Description
This model is trained using biobert_pubmed_base_cased
BERT token embeddings. It considers 10 tokens on the left and 10 tokens on the right side of the clinical entities extracted by NER models and assigns their assertion status based on their context in this scope.
Predicted Entities
present
, absent
, possible
, conditional
, associated_with_someone_else
, hypothetical
How to use
document = DocumentAssembler()\
.setInputCol("text")\
.setOutputCol("document")
sentenceDetector = SentenceDetector()\
.setInputCols(["document"])\
.setOutputCol("sentence")
token = Tokenizer()\
.setInputCols(['sentence'])\
.setOutputCol('token')
embeddings = BertEmbeddings.pretrained("biobert_pubmed_base_cased")\
.setInputCols(["sentence", "token"])\
.setOutputCol("embeddings")
clinical_ner = MedicalNerModel.pretrained("ner_clinical_biobert", "en", "clinical/models") \
.setInputCols(["sentence", "token", "embeddings"]) \
.setOutputCol("ner")
ner_converter = NerConverter() \
.setInputCols(["sentence", "token", "ner"]) \
.setOutputCol("ner_chunk")
clinical_assertion = AssertionDLModel.pretrained("assertion_dl_biobert_scope_L10R10","en", "clinical/models") \
.setInputCols(["sentence", "ner_chunk", "embeddings"]) \
.setOutputCol("assertion")
nlpPipeline = Pipeline(stages=[document,
sentenceDetector,
token,
embeddings,
clinical_ner,
ner_converter,
clinical_assertion])
text = "Patient with severe fever and sore throat.
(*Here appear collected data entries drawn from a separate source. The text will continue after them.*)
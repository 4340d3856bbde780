//! CLI-утилита: расходы выбранного расчетного периода и напоминания
//! о фиксированных расходах.

use chrono::{Local, NaiveDate};
use clap::{Parser, Subcommand};
use std::fs::File;
use std::io::{self, BufReader, BufWriter, Read, Write};
use std::process;

use cardcycle::config::fixed_expenses_from_path;
use cardcycle::types::format_amount;
use cardcycle::{
    apply_period_filter, schedule_reminders, summarize, CardConfigs, ExpenseLedger,
    ExpenseWriter, Reminder, Result, DEFAULT_NOTIFICATION_LIMIT,
};
use tracing_subscriber::EnvFilter;

/// cardcycle-report - отчеты по расходам.
#[derive(Parser)]
#[command(name = "cardcycle-report")]
#[command(author, version, about, long_about = None)]
struct Cli {
    #[command(subcommand)]
    command: Command,
}

#[derive(Subcommand)]
enum Command {
    /// Расходы периода в CSV и итоги
    Statement {
        /// CSV файл расходов (по умолчанию stdin)
        #[arg(long = "expenses", short = 'e')]
        expenses: Option<String>,

        /// JSON файл с конфигурацией карт
        #[arg(long = "config", short = 'c')]
        config: Option<String>,

        /// Ключ периода YYYY-MM; без него выводятся все записи
        #[arg(long = "period", short = 'p')]
        period: Option<String>,

        /// Выходной файл (по умолчанию stdout)
        #[arg(long = "output", short = 'o')]
        output: Option<String>,

        /// Печатать итоги в stderr
        #[arg(long)]
        summary: bool,
    },
    /// Ближайшие напоминания о фиксированных расходах
    Reminders {
        /// JSON файл со списком фиксированных расходов
        #[arg(long = "fixed", short = 'f')]
        fixed: String,

        /// Текущая дата YYYY-MM-DD (по умолчанию сегодня)
        #[arg(long)]
        today: Option<NaiveDate>,

        /// Сколько ближайших платежей учитывать
        #[arg(long, default_value_t = 3)]
        months: u32,

        /// Максимум уведомлений
        #[arg(long, default_value_t = DEFAULT_NOTIFICATION_LIMIT)]
        limit: usize,
    },
}

fn read_expenses(path: Option<&str>) -> Result<ExpenseLedger> {
    match path {
        Some(path) => ExpenseLedger::from_read(BufReader::new(File::open(path)?)),
        None => {
            let mut content = String::new();
            io::stdin().read_to_string(&mut content)?;
            ExpenseLedger::parse(&content)
        }
    }
}

fn statement(
    expenses: Option<&str>,
    config: Option<&str>,
    period: Option<&str>,
    output: Option<&str>,
    print_summary: bool,
) -> Result<()> {
    let configs = match config {
        Some(path) => CardConfigs::from_path(path)?,
        None => CardConfigs::new(),
    };
    if period.is_some() && configs.is_empty() {
        tracing::warn!("Конфигурация карт не задана, фильтр периода ничего не найдет");
    }

    let ledger = read_expenses(expenses)?;
    let selected = apply_period_filter(period, &configs, &ledger.records);
    tracing::info!(
        "Отобрано {} из {} записей",
        selected.len(),
        ledger.records.len()
    );

    match output {
        Some(path) => {
            let file = BufWriter::new(File::create(path)?);
            ExpenseWriter::write_to(selected.iter().copied(), file)?;
        }
        None => {
            let stdout = io::stdout();
            ExpenseWriter::write_to(selected.iter().copied(), stdout.lock())?;
        }
    }

    if print_summary {
        eprint!("{}", summarize(selected.iter().copied()));
    }

    Ok(())
}

fn write_reminders<W: Write>(reminders: &[Reminder], writer: &mut W) -> Result<()> {
    if reminders.is_empty() {
        writeln!(writer, "Напоминаний нет")?;
        return Ok(());
    }

    for reminder in reminders {
        writeln!(
            writer,
            "{}  всего: {}",
            reminder.date,
            format_amount(reminder.total())
        )?;
        for item in &reminder.items {
            let name = if item.description.is_empty() {
                &item.expense_id
            } else {
                &item.description
            };
            writeln!(
                writer,
                "  {} {} (платеж {}, за {} дн.)",
                name,
                format_amount(item.amount),
                item.due_date,
                item.days_before
            )?;
        }
    }

    Ok(())
}

fn reminders(fixed: &str, today: Option<NaiveDate>, months: u32, limit: usize) -> Result<()> {
    let expenses = fixed_expenses_from_path(fixed)?;
    let today = today.unwrap_or_else(|| Local::now().date_naive());

    let reminders = schedule_reminders(&expenses, today, months, limit);
    let stdout = io::stdout();
    write_reminders(&reminders, &mut stdout.lock())
}

fn run(cli: Cli) -> Result<()> {
    match cli.command {
        Command::Statement {
            expenses,
            config,
            period,
            output,
            summary,
        } => statement(
            expenses.as_deref(),
            config.as_deref(),
            period.as_deref(),
            output.as_deref(),
            summary,
        ),
        Command::Reminders {
            fixed,
            today,
            months,
            limit,
        } => reminders(&fixed, today, months, limit),
    }
}

fn main() {
    tracing_subscriber::fmt()
        .with_env_filter(
            EnvFilter::try_from_default_env().unwrap_or_else(|_| EnvFilter::new("warn")),
        )
        .with_writer(io::stderr)
        .init();

    let cli = Cli::parse();

    if let Err(e) = run(cli) {
        eprintln!("Ошибка: {}", e);
        process::exit(1);
    }
}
He shows no stomach pain and he maintained on an epidural and PCA for pain control. He also became short of breath with climbing a flight of stairs. After CT, lung tumor located at the right lower lobe. Father with Alzheimer."
data = spark.createDataFrame([[text]]).toDF("text")
result = nlpPipeline.fit(data).transform(data)
val documentAssembler = new DocumentAssembler()
.setInputCol("text")
.setOutputCol("document")
val sentenceDetector = SentenceDetectorDLModel.pretrained()
.setInputCols(Array("document"))
.setOutputCol("sentence")
val tokenizer = new Tokenizer()
.setInputCols(Array("sentence"))
.setOutputCol("token")
val embeddings = BertEmbeddings.pretrained("biobert_pubmed_base_cased")
.setInputCols(Array("sentence", "token"))
.setOutputCol("embeddings")
clinical_ner = MedicalNerModel.pretrained("ner_clinical_biobert", "en", "clinical/models")
.setInputCols(Array("sentence", "token", "embeddings"))
.setOutputCol("ner")
val ner_converter = new NerConverter()
.setInputCols(Array("sentence","token","ner"))
.setOutputCol("ner_chunk")
val clinical_assertion = AssertionDLModel.pretrained("assertion_dl_biobert_scope_L10R10","en", "clinical/models")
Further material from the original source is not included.